Records shown Start Marker

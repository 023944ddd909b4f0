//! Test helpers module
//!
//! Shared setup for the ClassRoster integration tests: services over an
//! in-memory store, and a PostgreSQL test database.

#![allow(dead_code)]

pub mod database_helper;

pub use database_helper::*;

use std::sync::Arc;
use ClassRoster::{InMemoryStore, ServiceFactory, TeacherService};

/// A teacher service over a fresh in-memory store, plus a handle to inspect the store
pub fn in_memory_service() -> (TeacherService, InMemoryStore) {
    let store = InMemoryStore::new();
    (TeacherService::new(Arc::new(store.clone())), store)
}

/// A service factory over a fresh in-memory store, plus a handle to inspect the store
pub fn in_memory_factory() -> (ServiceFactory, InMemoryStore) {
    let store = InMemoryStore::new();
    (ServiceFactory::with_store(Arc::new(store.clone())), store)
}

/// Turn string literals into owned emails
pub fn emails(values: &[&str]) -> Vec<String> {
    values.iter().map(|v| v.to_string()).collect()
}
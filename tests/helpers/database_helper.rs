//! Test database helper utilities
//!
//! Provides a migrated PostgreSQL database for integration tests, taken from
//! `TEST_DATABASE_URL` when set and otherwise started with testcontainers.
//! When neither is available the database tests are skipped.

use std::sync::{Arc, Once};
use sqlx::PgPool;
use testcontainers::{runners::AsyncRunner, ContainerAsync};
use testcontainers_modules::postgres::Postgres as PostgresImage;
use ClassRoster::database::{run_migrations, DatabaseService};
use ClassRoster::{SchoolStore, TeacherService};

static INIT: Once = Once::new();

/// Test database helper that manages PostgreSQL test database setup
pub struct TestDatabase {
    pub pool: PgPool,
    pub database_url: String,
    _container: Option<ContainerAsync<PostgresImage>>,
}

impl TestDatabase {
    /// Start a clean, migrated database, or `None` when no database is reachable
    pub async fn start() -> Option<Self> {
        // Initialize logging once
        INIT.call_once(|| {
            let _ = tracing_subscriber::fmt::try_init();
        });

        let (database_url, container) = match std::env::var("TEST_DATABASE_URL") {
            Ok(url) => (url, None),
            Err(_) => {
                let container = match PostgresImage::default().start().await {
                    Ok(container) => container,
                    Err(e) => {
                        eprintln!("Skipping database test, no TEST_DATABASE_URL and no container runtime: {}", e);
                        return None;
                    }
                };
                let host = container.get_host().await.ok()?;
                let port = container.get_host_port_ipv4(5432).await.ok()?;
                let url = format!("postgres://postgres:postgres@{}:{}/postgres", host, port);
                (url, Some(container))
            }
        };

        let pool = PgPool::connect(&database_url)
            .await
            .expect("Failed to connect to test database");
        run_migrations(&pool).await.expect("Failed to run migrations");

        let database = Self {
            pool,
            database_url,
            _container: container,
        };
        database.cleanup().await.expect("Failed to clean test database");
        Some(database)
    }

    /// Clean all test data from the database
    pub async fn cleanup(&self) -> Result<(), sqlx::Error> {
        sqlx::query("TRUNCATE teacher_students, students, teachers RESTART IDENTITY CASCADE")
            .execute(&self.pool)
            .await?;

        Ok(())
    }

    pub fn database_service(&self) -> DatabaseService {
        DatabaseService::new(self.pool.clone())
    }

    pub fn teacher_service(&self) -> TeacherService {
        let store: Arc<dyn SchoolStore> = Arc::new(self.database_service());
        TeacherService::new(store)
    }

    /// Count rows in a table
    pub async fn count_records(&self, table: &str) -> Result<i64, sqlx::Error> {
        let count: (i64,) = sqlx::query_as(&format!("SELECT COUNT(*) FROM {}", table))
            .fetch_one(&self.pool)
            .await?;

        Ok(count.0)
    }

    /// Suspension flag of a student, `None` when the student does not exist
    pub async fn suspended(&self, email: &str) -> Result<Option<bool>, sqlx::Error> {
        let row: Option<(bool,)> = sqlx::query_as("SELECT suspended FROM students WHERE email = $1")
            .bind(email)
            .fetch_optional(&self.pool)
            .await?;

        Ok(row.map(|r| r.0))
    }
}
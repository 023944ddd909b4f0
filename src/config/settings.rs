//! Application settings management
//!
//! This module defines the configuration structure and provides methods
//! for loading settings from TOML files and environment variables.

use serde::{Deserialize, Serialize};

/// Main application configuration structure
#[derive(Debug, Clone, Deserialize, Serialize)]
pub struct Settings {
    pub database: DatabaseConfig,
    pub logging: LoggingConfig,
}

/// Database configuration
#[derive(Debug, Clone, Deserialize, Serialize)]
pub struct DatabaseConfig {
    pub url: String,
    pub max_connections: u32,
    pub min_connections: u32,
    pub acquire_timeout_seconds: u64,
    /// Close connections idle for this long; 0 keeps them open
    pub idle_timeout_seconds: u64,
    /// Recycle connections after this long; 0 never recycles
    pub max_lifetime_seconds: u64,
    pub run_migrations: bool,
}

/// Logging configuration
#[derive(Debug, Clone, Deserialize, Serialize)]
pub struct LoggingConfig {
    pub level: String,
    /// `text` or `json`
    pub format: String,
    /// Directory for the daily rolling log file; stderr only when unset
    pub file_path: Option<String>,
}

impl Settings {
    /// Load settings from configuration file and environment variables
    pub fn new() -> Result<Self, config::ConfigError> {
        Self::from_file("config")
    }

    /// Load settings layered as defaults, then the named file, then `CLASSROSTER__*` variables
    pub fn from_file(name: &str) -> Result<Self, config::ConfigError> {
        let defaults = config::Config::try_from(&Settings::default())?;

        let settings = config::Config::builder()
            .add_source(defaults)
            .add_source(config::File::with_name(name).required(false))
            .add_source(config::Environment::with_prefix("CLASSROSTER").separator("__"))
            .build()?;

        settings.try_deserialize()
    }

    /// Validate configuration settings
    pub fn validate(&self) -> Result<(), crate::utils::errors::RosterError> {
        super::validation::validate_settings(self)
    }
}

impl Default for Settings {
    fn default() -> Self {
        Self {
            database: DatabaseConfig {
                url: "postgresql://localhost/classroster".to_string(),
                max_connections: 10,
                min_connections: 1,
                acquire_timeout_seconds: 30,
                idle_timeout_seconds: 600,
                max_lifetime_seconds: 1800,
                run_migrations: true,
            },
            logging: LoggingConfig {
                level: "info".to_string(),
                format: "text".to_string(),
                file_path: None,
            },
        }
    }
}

Records shown End Marker
Records shown Start Marker

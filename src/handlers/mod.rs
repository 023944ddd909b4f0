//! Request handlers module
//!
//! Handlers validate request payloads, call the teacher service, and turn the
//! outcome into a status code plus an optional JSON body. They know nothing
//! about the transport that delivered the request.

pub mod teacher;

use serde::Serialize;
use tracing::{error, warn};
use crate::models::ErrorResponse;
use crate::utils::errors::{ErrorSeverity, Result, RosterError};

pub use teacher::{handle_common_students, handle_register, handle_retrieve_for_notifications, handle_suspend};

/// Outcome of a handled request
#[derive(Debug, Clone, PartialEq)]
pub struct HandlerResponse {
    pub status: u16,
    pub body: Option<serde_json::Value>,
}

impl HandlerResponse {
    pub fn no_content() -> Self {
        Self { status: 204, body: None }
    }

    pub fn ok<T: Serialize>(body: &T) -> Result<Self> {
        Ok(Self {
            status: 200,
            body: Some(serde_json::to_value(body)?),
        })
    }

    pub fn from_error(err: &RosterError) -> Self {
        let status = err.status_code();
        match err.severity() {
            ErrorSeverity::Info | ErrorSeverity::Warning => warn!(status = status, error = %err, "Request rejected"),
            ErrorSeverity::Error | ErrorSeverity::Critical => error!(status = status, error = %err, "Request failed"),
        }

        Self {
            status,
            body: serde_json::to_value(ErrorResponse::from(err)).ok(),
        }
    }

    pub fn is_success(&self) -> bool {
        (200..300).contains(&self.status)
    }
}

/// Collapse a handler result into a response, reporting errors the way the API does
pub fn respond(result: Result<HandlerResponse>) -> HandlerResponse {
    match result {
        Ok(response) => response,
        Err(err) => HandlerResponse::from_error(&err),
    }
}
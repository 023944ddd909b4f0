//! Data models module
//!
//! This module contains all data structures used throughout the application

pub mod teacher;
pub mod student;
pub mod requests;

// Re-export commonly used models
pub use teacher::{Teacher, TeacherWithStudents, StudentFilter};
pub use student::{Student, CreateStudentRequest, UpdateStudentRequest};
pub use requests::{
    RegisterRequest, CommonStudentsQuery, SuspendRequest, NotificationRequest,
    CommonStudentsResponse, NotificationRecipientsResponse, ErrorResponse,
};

Records shown End Marker
Records shown Start Marker

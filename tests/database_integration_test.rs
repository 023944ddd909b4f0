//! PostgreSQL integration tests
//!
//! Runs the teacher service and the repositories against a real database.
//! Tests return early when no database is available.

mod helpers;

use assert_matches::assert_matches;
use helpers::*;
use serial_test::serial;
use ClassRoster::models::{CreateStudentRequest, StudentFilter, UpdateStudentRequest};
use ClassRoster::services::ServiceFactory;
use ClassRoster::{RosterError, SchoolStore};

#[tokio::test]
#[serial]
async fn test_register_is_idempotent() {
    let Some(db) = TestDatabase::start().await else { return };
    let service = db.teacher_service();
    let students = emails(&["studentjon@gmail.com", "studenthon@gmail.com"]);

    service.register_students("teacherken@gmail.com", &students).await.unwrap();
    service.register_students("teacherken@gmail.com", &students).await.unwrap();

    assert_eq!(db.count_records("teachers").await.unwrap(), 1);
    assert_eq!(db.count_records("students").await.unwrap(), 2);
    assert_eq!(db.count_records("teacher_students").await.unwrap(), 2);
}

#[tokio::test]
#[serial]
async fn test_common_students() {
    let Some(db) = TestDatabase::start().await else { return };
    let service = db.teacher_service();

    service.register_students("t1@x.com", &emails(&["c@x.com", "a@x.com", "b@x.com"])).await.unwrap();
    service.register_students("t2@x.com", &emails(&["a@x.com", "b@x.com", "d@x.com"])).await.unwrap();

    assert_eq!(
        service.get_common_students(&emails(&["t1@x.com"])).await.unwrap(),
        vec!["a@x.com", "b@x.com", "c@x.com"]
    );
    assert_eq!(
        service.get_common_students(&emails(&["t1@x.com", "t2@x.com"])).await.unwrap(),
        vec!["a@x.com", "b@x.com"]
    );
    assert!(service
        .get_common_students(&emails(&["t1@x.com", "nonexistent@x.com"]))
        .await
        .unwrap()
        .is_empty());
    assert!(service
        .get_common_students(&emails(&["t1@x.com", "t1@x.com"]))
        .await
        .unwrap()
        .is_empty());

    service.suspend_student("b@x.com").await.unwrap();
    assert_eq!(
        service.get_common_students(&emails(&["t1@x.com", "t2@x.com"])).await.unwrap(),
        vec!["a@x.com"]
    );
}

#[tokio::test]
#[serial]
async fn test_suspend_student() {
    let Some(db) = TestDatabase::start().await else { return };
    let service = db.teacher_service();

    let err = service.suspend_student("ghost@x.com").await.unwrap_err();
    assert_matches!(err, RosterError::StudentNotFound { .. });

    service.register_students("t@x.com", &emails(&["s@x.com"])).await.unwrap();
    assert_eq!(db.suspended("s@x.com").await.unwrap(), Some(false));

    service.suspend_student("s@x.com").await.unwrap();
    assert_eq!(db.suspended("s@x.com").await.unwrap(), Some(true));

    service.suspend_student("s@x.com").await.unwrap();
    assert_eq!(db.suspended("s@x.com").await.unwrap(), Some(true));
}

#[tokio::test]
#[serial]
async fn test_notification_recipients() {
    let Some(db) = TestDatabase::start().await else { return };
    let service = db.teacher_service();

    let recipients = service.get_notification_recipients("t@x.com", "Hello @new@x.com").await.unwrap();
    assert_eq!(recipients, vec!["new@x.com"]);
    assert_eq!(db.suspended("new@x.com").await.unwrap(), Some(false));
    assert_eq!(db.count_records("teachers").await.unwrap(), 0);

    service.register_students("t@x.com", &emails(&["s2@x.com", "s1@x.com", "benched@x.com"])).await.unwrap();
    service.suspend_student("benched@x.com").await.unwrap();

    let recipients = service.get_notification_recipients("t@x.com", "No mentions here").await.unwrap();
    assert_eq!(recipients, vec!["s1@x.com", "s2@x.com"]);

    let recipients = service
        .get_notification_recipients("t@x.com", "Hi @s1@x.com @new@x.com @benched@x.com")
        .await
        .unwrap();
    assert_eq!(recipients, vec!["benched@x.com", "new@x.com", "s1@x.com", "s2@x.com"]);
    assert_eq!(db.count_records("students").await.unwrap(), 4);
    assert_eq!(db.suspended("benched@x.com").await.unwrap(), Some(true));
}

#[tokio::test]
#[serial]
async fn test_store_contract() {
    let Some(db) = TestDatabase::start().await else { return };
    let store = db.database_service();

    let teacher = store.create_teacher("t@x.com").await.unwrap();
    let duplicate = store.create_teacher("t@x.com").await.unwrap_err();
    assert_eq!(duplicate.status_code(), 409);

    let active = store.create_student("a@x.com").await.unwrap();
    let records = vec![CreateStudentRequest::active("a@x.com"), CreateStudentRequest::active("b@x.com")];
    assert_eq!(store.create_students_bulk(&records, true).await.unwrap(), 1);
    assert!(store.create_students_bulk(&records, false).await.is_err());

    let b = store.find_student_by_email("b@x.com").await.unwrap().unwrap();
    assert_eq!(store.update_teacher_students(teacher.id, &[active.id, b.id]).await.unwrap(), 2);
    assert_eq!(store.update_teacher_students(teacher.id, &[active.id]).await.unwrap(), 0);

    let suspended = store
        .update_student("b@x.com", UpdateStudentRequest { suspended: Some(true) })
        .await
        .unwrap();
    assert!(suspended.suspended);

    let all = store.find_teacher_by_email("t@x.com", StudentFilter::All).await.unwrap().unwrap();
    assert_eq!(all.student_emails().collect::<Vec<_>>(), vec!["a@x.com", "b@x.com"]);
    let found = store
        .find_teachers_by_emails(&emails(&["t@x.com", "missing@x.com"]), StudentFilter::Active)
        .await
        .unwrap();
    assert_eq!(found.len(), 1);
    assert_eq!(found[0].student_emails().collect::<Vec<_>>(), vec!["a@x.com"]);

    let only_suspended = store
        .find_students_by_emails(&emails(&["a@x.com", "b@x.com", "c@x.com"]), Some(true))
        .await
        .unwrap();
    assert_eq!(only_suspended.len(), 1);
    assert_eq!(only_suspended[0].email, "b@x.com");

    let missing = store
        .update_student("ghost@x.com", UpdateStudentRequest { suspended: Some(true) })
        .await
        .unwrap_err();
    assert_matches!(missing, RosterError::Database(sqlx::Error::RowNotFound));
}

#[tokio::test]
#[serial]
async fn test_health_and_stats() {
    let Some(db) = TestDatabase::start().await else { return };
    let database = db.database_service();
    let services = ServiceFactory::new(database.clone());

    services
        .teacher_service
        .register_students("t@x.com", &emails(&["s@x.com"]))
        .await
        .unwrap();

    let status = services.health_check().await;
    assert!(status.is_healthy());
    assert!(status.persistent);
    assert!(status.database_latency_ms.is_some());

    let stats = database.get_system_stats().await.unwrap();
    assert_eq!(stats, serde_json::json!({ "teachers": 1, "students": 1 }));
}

Records shown End Marker

• Task details: Please transcribe only the lines in the records above running from the line that has "does not exist" through the line that has "file and environment variables", both included, exactly as they appear.

• Solution to this problem:
    /// Suspension flag of a student, `None` when the student does not exist
    pub async fn suspended(&self, email: &str) -> Result<Option<bool>, sqlx::Error> {
        let row: Option<(bool,)> = sqlx::query_as("SELECT suspended FROM students WHERE email = $1")
            .bind(email)
            .fetch_optional(&self.pool)
            .await?;

        Ok(row.map(|r| r.0))
    }
}
repository 023944ddd909b4f0
filename src/config/settings.rs
//! Application settings management
//!
//! This module defines the configuration structure and provides methods
//! for loading settings from TOML files and environment variables.

use serde::{Deserialize, Serialize};

/// Main application configuration structure
#[derive(Debug, Clone, Deserialize, Serialize)]
pub struct Settings {
    pub database: DatabaseConfig,
    pub logging: LoggingConfig,
}

/// Database configuration
#[derive(Debug, Clone, Deserialize, Serialize)]
pub struct DatabaseConfig {
    pub url: String,
    pub max_connections: u32,
    pub min_connections: u32,
    pub acquire_timeout_seconds: u64,
    /// Close connections idle for this long; 0 keeps them open
    pub idle_timeout_seconds: u64,
    /// Recycle connections after this long; 0 never recycles
    pub max_lifetime_seconds: u64,
    pub run_migrations: bool,
}

/// Logging configuration
#[derive(Debug, Clone, Deserialize, Serialize)]
pub struct LoggingConfig {
    pub level: String,
    /// `text` or `json`
    pub format: String,
    /// Directory for the daily rolling log file; stderr only when unset
    pub file_path: Option<String>,
}

impl Settings {
    /// Load settings from configuration file and environment variables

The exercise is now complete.